*WHAT THE TASK ASKS:*
Write out the data below exactly, beginning with the first line and ending once the line that has "GraphQL query selected." is written.

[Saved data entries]
##############################

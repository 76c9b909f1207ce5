pub mod a001_customer;
pub mod a002_product;
pub mod a003_warehouse;
pub mod a004_b2b_offer;
pub mod a005_b2b_sale;
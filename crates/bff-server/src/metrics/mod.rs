//! Metrics module for the BFF server.

pub mod http;
pub mod setup;
pub mod upstream;

pub use setup::{detached_handle, init_metrics};
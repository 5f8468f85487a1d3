use serde::Serialize;

/// Envelope for successful content responses: `{success: true, data}`.
///
/// `data` is passed through from the upstream untouched, so its shape is
/// whatever the GraphQL query selected.
#[derive(Debug, Clone, Serialize)]
pub struct SuccessResponse<T> {
    pub success: bool,
    pub data: T,
}

impl<T> SuccessResponse<T> {
    /// Wraps `data` in a successful envelope.
    pub fn new(data: T) -> Self {
        Self {
            success: true,
            data,
        }
    }
}
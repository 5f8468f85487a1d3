//! BFF Server - HTTP backend-for-frontend for Contentstack
//!
//! Axum server exposing REST endpoints that forward to the Contentstack
//! GraphQL Delivery API and reshape the response.
//!
//! ## Endpoints
//!
//! - `GET /` - Service index
//! - `GET /health` - Health check
//! - `GET /api/entries` - Entries of a content type
//! - `GET /api/personalized-config` - Personalization audiences
//! - `GET /metrics` - Prometheus metrics

pub mod error;
pub mod extractors;
pub mod handlers;
pub mod metrics;
pub mod middleware;
pub mod server;
pub mod settings;
pub mod state;

pub use error::{AppError, ErrorResponse};
pub use handlers::health::{HealthResponse, SERVICE_NAME};
pub use handlers::root::RootResponse;
pub use server::{create_router, create_router_with_state, run_server_with_state};
pub use settings::ServerSettings;
pub use state::AppState;

/// Returns the crate version.
pub fn version() -> &'static str {
    env!("CARGO_PKG_VERSION")
}
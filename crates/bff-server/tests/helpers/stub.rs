//! Executor doubles.

use std::sync::Mutex;

use async_trait::async_trait;
use bff_graphql::{GraphqlError, QueryExecutor};
use serde_json::Value;

enum Outcome {
    Data(Value),
    Status(u16, String),
    Errors(Vec<String>),
}

/// Executor that returns a canned outcome and records every call.
pub struct StubExecutor {
    outcome: Outcome,
    calls: Mutex<Vec<(String, Option<Value>)>>,
}

impl StubExecutor {
    fn with(outcome: Outcome) -> Self {
        Self {
            outcome,
            calls: Mutex::new(Vec::new()),
        }
    }

    /// Always succeeds with `data`.
    pub fn data(data: Value) -> Self {
        Self::with(Outcome::Data(data))
    }

    /// Always fails with an HTTP status error.
    pub fn status(status: u16, body: &str) -> Self {
        Self::with(Outcome::Status(status, body.to_string()))
    }

    /// Always fails with a GraphQL error carrying `message`.
    pub fn error(message: &str) -> Self {
        Self::with(Outcome::Errors(vec![message.to_string()]))
    }

    /// Queries received so far.
    pub fn queries(&self) -> Vec<String> {
        self.calls
            .lock()
            .unwrap()
            .iter()
            .map(|(q, _)| q.clone())
            .collect()
    }

    /// Variables received so far.
    pub fn variables(&self) -> Vec<Option<Value>> {
        self.calls
            .lock()
            .unwrap()
            .iter()
            .map(|(_, v)| v.clone())
            .collect()
    }
}

#[async_trait]
impl QueryExecutor for StubExecutor {
    async fn execute(&self, query: &str, variables: Option<Value>) -> Result<Value, GraphqlError> {
        self.calls
            .lock()
            .unwrap()
            .push((query.to_string(), variables));

        match &self.outcome {
            Outcome::Data(data) => Ok(data.clone()),
            Outcome::Status(status, body) => Err(GraphqlError::status(*status, body.clone())),
            Outcome::Errors(messages) => Err(GraphqlError::response(messages.clone())),
        }
    }

    fn name(&self) -> &str {
        "stub"
    }
}

/// Executor that panics, for the unhandled-error path.
pub struct PanickingExecutor;

#[async_trait]
impl QueryExecutor for PanickingExecutor {
    async fn execute(&self, _query: &str, _variables: Option<Value>) -> Result<Value, GraphqlError> {
        panic!("executor exploded");
    }

    fn name(&self) -> &str {
        "panicking"
    }
}
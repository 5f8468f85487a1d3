//! Tests de /api/personalized-config.

mod helpers;

use std::sync::Arc;

use axum::http::StatusCode;
use helpers::{StubExecutor, assert_internal_error, assert_missing_parameter, client_with};
use serde_json::{Value, json};

const PATH: &str = "/api/personalized-config?contentTypeUid=page&locale=en-us";

fn config_items() -> Value {
    json!([{
        "title": "Summer",
        "taxonomy_path": "season",
        "audiences": [{ "group": { "name": "Adults", "attributes": [{ "key": "age", "value": "30" }] } }],
        "system": { "uid": "blt1" }
    }])
}

#[tokio::test]
async fn unwraps_items() {
    let executor = Arc::new(StubExecutor::data(json!({
        "all_personalize_config": { "items": config_items() }
    })));
    let response = client_with(executor.clone()).get(PATH).await;

    response.assert_status(StatusCode::OK);
    let body: Value = response.json();
    assert_eq!(body, json!({ "success": true, "data": config_items() }));

    let queries = executor.queries();
    assert_eq!(queries.len(), 1);
    assert_eq!(queries[0], bff_graphql::build_personalized_config_query());
}

#[tokio::test]
async fn still_requires_locale() {
    let executor = Arc::new(StubExecutor::data(json!({})));
    let response = client_with(executor.clone())
        .get("/api/personalized-config?contentTypeUid=page")
        .await;

    response.assert_status(StatusCode::BAD_REQUEST);
    assert_missing_parameter(&response.json(), "locale");
    assert!(executor.queries().is_empty());
}

#[tokio::test]
async fn still_requires_content_type() {
    let response = client_with(Arc::new(StubExecutor::data(json!({}))))
        .get("/api/personalized-config?locale=en-us")
        .await;

    response.assert_status(StatusCode::BAD_REQUEST);
    assert_missing_parameter(&response.json(), "contentTypeUid");
}

#[tokio::test]
async fn missing_items_path_is_500() {
    let response = client_with(Arc::new(StubExecutor::data(json!({ "unexpected": true }))))
        .get(PATH)
        .await;

    response.assert_status(StatusCode::INTERNAL_SERVER_ERROR);
    assert_internal_error(&response.json());
}

#[tokio::test]
async fn upstream_not_found_is_404() {
    let response = client_with(Arc::new(StubExecutor::status(404, "")))
        .get(PATH)
        .await;

    response.assert_status(StatusCode::NOT_FOUND);
    let body: Value = response.json();
    assert_eq!(body["message"], "Entries not found");
}

#[tokio::test]
async fn upstream_failure_is_500() {
    let response = client_with(Arc::new(StubExecutor::error("access denied")))
        .get(PATH)
        .await;

    response.assert_status(StatusCode::INTERNAL_SERVER_ERROR);
    let body: Value = response.json();
    assert_eq!(body["message"], "GraphQL errors: access denied");
}
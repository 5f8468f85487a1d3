use axum::http::Uri;

use crate::error::AppError;

/// Responds to any unmatched route.
pub async fn route_not_found(uri: Uri) -> AppError {
    tracing::debug!(path = %uri.path(), "No route matched");
    AppError::RouteNotFound
}
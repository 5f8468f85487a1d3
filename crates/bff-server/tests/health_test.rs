mod helpers;

use std::sync::Arc;

use axum::http::StatusCode;
use helpers::{StubExecutor, assert_iso8601_timestamp, client, client_with};
use serde_json::Value;

#[tokio::test]
async fn health_check_returns_200() {
    let response = client().get("/health").await;

    response
        .assert_status(StatusCode::OK)
        .assert_content_type_contains("application/json");
}

#[tokio::test]
async fn health_check_body_has_status_timestamp_and_service() {
    let response = client().get("/health").await;
    let health: Value = response.json();

    assert_eq!(health["status"], "ok");
    assert_eq!(health["service"], "Contentstack BFF");
    assert_iso8601_timestamp(health["timestamp"].as_str().unwrap());
}

#[tokio::test]
async fn health_check_ignores_upstream_failures() {
    let executor = Arc::new(StubExecutor::error("upstream down"));
    let response = client_with(executor.clone()).get("/health").await;

    response.assert_status(StatusCode::OK);
    assert!(executor.queries().is_empty());
}

#[test]
fn health_response_serializes_correctly() {
    use bff_server::HealthResponse;

    let response = HealthResponse::default();
    let json: Value = serde_json::to_value(&response).unwrap();

    assert_eq!(json["status"], "ok");
    assert_eq!(json.as_object().unwrap().len(), 3);
}

#[tokio::test]
async fn root_lists_endpoints() {
    let response = client().get("/").await;
    response.assert_status(StatusCode::OK);

    let body: Value = response.json();
    assert_eq!(body["message"], "Contentstack BFF API");
    assert_eq!(body["version"], bff_server::version());
    assert_eq!(body["endpoints"]["health"], "/health");
    assert_eq!(body["endpoints"]["entries"], "/api/entries");
    assert_eq!(
        body["endpoints"]["personalizedConfig"],
        "/api/personalized-config"
    );
}

#[tokio::test]
async fn unknown_route_returns_404_json() {
    let response = client().get("/api/does-not-exist").await;

    response.assert_status(StatusCode::NOT_FOUND);
    let body: Value = response.json();
    assert_eq!(body, serde_json::json!({ "error": "Route not found" }));
}

#[tokio::test]
async fn metrics_endpoint_is_exposed() {
    let response = client().get("/metrics").await;

    response
        .assert_status(StatusCode::OK)
        .assert_content_type_contains("text/plain");
}
use axum::{
    Json,
    http::StatusCode,
    response::{IntoResponse, Response},
};
use bff_core::ValidationError;
use bff_graphql::GraphqlError;
use serde::Serialize;

/// Message used when the upstream reports errors without any text.
const DEFAULT_FAILURE_MESSAGE: &str = "Failed to fetch entries";

#[derive(Debug, thiserror::Error)]
pub enum AppError {
    /// Parametro ausente o invalido
    #[error("bad request: {0}")]
    BadRequest(String),

    /// El upstream no encontro el contenido
    #[error("entries not found")]
    EntriesNotFound,

    /// Ruta no registrada
    #[error("route not found")]
    RouteNotFound,

    /// Error interno
    #[error("internal error: {0}")]
    Internal(String),
}

impl AppError {
    /// Error for a required query parameter that is absent or empty.
    pub fn missing_parameter(name: &str) -> Self {
        Self::BadRequest(format!("Missing required parameter: {}", name))
    }

    /// Maps an upstream failure: not-found becomes 404, anything else 500.
    pub fn upstream(err: &GraphqlError) -> Self {
        if err.is_not_found() {
            return Self::EntriesNotFound;
        }
        match err {
            GraphqlError::Response { messages }
                if messages.iter().all(|m| m.trim().is_empty()) =>
            {
                Self::Internal(DEFAULT_FAILURE_MESSAGE.to_string())
            },
            _ => Self::Internal(err.to_string()),
        }
    }
}

impl From<ValidationError> for AppError {
    fn from(err: ValidationError) -> Self {
        Self::BadRequest(format!("Invalid parameter: {}", err))
    }
}

/// JSON error body. Each status uses a subset of the two fields.
#[derive(Debug, Serialize)]
pub struct ErrorResponse {
    #[serde(skip_serializing_if = "Option::is_none")]
    pub error: Option<String>,
    #[serde(skip_serializing_if = "Option::is_none")]
    pub message: Option<String>,
}

impl ErrorResponse {
    /// Body for unexpected failures: `{error:"Internal server error", message}`.
    pub fn internal(message: impl Into<String>) -> Self {
        Self {
            error: Some("Internal server error".to_string()),
            message: Some(message.into()),
        }
    }
}

impl IntoResponse for AppError {
    fn into_response(self) -> Response {
        let (status, body) = match self {
            AppError::BadRequest(msg) => (
                StatusCode::BAD_REQUEST,
                ErrorResponse {
                    error: None,
                    message: Some(msg),
                },
            ),
            AppError::EntriesNotFound => (
                StatusCode::NOT_FOUND,
                ErrorResponse {
                    error: None,
                    message: Some("Entries not found".to_string()),
                },
            ),
            AppError::RouteNotFound => (
                StatusCode::NOT_FOUND,
                ErrorResponse {
                    error: Some("Route not found".to_string()),
                    message: None,
                },
            ),
            AppError::Internal(msg) => (StatusCode::INTERNAL_SERVER_ERROR, ErrorResponse::internal(msg)),
        };

        (status, Json(body)).into_response()
    }
}
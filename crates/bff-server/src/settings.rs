//! Listener settings.
//!
//! # Environment Variables
//!
//! - `HOST` - Bind address (default: `0.0.0.0`)
//! - `PORT` - Bind port (default: `3000`)

use std::net::{AddrParseError, SocketAddr};

use config::{Config, ConfigError, Environment};
use serde::Deserialize;

const DEFAULT_HOST: &str = "0.0.0.0";
const DEFAULT_PORT: u16 = 3000;

/// Where the HTTP server listens.
#[derive(Debug, Clone, PartialEq, Eq, Deserialize)]
pub struct ServerSettings {
    pub host: String,
    pub port: u16,
}

impl Default for ServerSettings {
    fn default() -> Self {
        Self {
            host: DEFAULT_HOST.to_string(),
            port: DEFAULT_PORT,
        }
    }
}

impl ServerSettings {
    /// Loads settings from `HOST` / `PORT`, falling back to defaults.
    pub fn from_env() -> Result<Self, ConfigError> {
        Self::from_source(Environment::default())
    }

    /// Loads settings from an explicit environment source.
    pub fn from_source(source: Environment) -> Result<Self, ConfigError> {
        Config::builder()
            .set_default("host", DEFAULT_HOST)?
            .set_default("port", i64::from(DEFAULT_PORT))?
            .add_source(source)
            .build()?
            .try_deserialize()
    }

    /// Returns the socket address to bind.
    pub fn addr(&self) -> Result<SocketAddr, AddrParseError> {
        format!("{}:{}", self.host, self.port).parse()
    }
}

##############################

*SOLVED PROBLEM:*
repository 76c9b909f1207ce5
pub mod a001_customer;
pub mod a002_product;
pub mod a003_warehouse;
pub mod a004_b2b_offer;
pub mod a005_b2b_sale;
filename crates/bff-server/src/metrics/mod.rs
//! Metrics module for the BFF server.

pub mod http;
pub mod setup;
pub mod upstream;

pub use setup::{detached_handle, init_metrics};
repository 5f8468f85487a1d3
use serde::Serialize;

/// Envelope for successful content responses: `{success: true, data}`.
///
/// `data` is passed through from the upstream untouched, so its shape is
/// whatever the GraphQL query selected.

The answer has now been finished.